> Your goal
Your answer should be the lines of the listing that contain the word "unreachable".
*** Opening Data for the task ***
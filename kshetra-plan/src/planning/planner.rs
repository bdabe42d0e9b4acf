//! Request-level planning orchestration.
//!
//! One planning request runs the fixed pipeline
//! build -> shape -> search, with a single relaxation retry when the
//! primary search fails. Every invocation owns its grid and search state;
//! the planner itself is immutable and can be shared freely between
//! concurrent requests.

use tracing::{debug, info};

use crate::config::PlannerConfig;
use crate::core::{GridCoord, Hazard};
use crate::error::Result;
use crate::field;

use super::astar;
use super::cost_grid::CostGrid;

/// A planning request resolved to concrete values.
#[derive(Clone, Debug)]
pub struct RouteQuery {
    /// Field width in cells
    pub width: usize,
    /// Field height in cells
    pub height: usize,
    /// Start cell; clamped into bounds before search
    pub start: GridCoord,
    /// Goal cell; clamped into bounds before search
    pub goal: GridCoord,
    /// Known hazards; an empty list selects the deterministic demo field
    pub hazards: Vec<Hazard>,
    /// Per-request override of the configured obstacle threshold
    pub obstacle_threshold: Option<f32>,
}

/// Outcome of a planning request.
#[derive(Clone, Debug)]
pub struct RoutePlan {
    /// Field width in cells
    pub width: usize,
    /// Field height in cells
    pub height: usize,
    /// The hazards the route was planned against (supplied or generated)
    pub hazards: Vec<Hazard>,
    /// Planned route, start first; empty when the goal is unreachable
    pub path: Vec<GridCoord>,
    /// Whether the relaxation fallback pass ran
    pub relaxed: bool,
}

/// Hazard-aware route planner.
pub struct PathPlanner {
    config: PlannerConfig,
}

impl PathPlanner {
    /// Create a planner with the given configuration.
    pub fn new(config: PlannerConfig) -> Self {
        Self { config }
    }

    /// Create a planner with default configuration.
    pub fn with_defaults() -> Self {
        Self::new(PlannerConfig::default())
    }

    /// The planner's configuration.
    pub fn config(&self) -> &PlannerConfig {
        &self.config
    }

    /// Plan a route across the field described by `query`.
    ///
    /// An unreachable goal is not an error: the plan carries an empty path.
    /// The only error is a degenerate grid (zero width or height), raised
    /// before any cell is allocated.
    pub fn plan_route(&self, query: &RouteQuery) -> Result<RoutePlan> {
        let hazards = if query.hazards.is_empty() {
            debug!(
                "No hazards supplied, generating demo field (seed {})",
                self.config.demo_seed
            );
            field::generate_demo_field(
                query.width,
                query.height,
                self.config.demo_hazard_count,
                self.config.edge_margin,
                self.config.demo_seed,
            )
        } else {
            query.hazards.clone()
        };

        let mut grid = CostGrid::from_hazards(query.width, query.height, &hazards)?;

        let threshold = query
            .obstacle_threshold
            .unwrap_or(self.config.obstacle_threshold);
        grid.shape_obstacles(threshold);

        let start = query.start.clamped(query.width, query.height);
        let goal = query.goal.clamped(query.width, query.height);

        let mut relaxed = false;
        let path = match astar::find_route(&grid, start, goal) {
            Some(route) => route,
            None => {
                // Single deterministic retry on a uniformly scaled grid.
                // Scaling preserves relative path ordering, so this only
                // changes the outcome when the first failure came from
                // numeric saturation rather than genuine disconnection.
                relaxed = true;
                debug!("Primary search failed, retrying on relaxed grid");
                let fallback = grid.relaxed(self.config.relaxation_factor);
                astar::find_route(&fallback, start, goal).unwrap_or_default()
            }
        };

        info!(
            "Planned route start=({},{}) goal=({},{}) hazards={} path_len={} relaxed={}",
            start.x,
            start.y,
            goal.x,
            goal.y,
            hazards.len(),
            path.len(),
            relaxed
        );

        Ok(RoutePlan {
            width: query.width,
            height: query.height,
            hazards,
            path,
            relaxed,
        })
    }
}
*** Closing Data for the task ***
*** Opening Data for the task ***
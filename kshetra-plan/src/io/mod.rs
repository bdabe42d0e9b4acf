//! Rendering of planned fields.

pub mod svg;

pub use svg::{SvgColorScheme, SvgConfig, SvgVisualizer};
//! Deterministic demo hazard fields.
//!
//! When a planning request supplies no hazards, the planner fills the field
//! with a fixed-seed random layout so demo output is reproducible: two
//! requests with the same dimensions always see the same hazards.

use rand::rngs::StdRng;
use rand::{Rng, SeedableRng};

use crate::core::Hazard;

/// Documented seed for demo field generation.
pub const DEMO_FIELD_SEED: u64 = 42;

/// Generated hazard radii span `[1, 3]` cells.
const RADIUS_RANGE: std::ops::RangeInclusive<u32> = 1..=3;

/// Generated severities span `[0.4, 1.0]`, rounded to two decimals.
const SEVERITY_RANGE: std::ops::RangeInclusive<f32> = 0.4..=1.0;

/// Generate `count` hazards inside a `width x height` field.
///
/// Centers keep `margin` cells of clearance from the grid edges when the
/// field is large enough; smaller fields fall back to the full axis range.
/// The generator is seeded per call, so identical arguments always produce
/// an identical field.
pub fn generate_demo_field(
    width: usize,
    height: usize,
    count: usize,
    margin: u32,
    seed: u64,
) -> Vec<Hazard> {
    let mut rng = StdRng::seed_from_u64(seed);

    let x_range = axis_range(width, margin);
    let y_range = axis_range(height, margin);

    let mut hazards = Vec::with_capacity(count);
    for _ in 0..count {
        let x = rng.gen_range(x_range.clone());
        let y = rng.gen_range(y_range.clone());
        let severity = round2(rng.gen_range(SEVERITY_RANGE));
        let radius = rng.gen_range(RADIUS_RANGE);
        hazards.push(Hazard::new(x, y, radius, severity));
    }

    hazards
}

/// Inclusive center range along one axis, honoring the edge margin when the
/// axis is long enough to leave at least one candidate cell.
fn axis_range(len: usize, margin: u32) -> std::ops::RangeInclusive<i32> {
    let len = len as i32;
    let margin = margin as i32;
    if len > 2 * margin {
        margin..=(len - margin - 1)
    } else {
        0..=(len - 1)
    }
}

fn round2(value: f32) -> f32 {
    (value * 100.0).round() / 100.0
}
*** Closing Data for the task ***
> Worked solution
    /// Planned route, start first; empty when the goal is unreachable
    /// An unreachable goal is not an error: the plan carries an empty path.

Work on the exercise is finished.